Why do we hate networking events?
In this episode, Taimur and I discuss why we hate networking events but love group holidays, the various degrees of social optionality at all group events and how we can overcome our issues and better connect with our fellow human beings.

Not Overthinking is a podcast about happiness, creativity, and the human condition. We talk about things to help us think, do, and be better. Things like social interaction, lifestyle design, mental models...things that are hard to examine, but important to explore. And hopefully, things that make for a fun and interesting chat every week.

Some highlights from our discussion:

Social settings can colour the interactions we have. The main concept underlining the discussion is social optionality. This is the idea that we treat social interactions differently according to the level of freedom we have in taking part in them. Scale ranges from high optionality events like networking to low optionality events like group holidays.

Our initial impressions are very often wrong. The issue with high optionality situations like networking events is that we tend to overweight our initial impressions – it’s very easy to pattern match and make wrong impressions. Whereas in lower optionality settings, the fact that you have to spend an extended period of time together means that even if your initial impression isn’t that good, you’re forced to suck it up and get on with it.

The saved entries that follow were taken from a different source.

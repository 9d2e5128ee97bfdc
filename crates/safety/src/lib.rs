//! Safety gate: policy evaluation, approvals, and argument sanitization.
//!
//! The gate decides allow/ask/deny for each tool call before anything
//! executes; sanitizers keep secrets and large payloads out of approval
//! requests and event payloads.

pub mod approvals;
pub mod gate;
pub mod guard;
pub mod policy;
pub mod sanitize;

pub use approvals::{
    compute_approval_key, ApprovalDecision, ApprovalProvider, ApprovalRequest, ApprovalRule,
    RuleBasedApprovalProvider,
};
pub use gate::{GateAction, GateDecision, SafetyGate};
pub use guard::{evaluate_command_risk, CommandRisk, RiskLevel};
pub use policy::{evaluate_custom_tool_policy, evaluate_shell_policy, PolicyAction, PolicyDecision};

High optionality events put pressure on the need to add value to conversations. We sometimes feel under pressure to provide value into conversations – especially with those we don’t know – for instance at networking events. Taimur discussed his lack of confidence or belief that he is providing value to the conversation which you feel under pressure to provide in high optionality situations. There is something inherently uncomfortable about the high optionality events like house parties for example where you are having to sell your value in a very short amount of time.

Low optionality events force interaction and can lead to surprising outcomes. Taimur discusses his experiences on group holidays and I talk about my GP placements where we were both forced to interact with those around us and our initial relationships with certain people changed, developed and improved the more we interacted. Taimur suggests that in settings where there is not much optionality, you are forced to spend time with a group of people which can lead to more fruitful relationships and deeper connections.

The key is working towards acting in a low optionality way in high optionality situations. We should start thinking with a mindset of low optionality – there is some connection to be had here, let’s figure it out. One tactic is to loosen the inherent filter in our minds that considers everything we are going to say on a balance sheet of utility or value.

We need to adopt a third person perspective on our conversations. People who have better social skills and are charismatic don’t seem to be as concerned by what others think which is actually one of the reasons they can connect with a wider variety of people. We would care a lot less about what other people think when we realised how seldom they think about us. We think that people are analysing us, but they’re probably just as insecure about what they are saying too.